use crate::core::analysis::metrics::{PoseMetrics, analyze_poses};
use crate::core::io::layout::ModelLayout;
use crate::core::io::pdbqt::{ParsedDocking, parse_docking_file};
use crate::core::models::pose::{DockingSummary, PoseModel};
use crate::core::utils::geometry::{DockingBox, docking_box};
use crate::engine::config::AnalysisConfig;
use crate::engine::progress::{Progress, ProgressReporter};
use serde::Serialize;
use tracing::{info, instrument};

#[cfg(feature = "parallel")]
use rayon::prelude::*;

/// Everything derived from one docking output file.
#[derive(Debug, Clone, PartialEq, Serialize)]
#[serde(rename_all = "camelCase")]
pub struct DockingReport {
    pub layout: ModelLayout,
    pub summary: DockingSummary,
    pub poses: Vec<PoseModel>,
    pub metrics: Vec<PoseMetrics>,
    /// Box around the best-scoring pose (the first pose if none is scored).
    pub docking_box: Option<DockingBox>,
}

fn box_pose(parsed: &ParsedDocking) -> Option<&PoseModel> {
    parsed.best_model().or_else(|| parsed.models.first())
}

/// Parses `text` and computes per-pose metrics and the docking box.
#[instrument(skip_all, name = "analyze_workflow")]
pub fn analyze(text: &str, config: &AnalysisConfig) -> DockingReport {
    let parsed = parse_docking_file(text);
    let metrics = analyze_poses(&parsed.models, config.reference_pose);
    let search_box =
        box_pose(&parsed).and_then(|pose| docking_box(&pose.atoms, config.box_padding));

    let ParsedDocking {
        layout,
        models,
        summary,
    } = parsed;

    DockingReport {
        layout,
        summary,
        poses: models,
        metrics,
        docking_box: search_box,
    }
}

/// Analyzes several named files; results keep the input order.
#[instrument(skip_all, name = "analyze_many_workflow", fields(files = inputs.len()))]
pub fn analyze_many(
    inputs: &[(String, String)],
    config: &AnalysisConfig,
    reporter: &ProgressReporter,
) -> Vec<(String, DockingReport)> {
    reporter.report(Progress::BatchStart {
        total_files: inputs.len() as u64,
    });

    #[cfg(not(feature = "parallel"))]
    let iterator = inputs.iter();

    #[cfg(feature = "parallel")]
    let iterator = inputs.par_iter();

    let reports: Vec<(String, DockingReport)> = iterator
        .map(|(name, text)| {
            let report = analyze(text, config);
            reporter.report(Progress::FileAnalyzed {
                name: name.clone(),
                models: report.summary.total_models,
            });
            (name.clone(), report)
        })
        .collect();

    reporter.report(Progress::BatchFinish);
    info!(files = reports.len(), "Batch analysis complete.");
    reports
}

> [Exercise aim]:
Report every line in the data that holds "crate", copying each one.

> [Task answer]:
use crate::core::analysis::metrics::{PoseMetrics, analyze_poses};
use crate::core::io::layout::ModelLayout;
use crate::core::io::pdbqt::{ParsedDocking, parse_docking_file};
use crate::core::models::pose::{DockingSummary, PoseModel};
use crate::core::utils::geometry::{DockingBox, docking_box};
use crate::engine::config::AnalysisConfig;
use crate::engine::progress::{Progress, ProgressReporter};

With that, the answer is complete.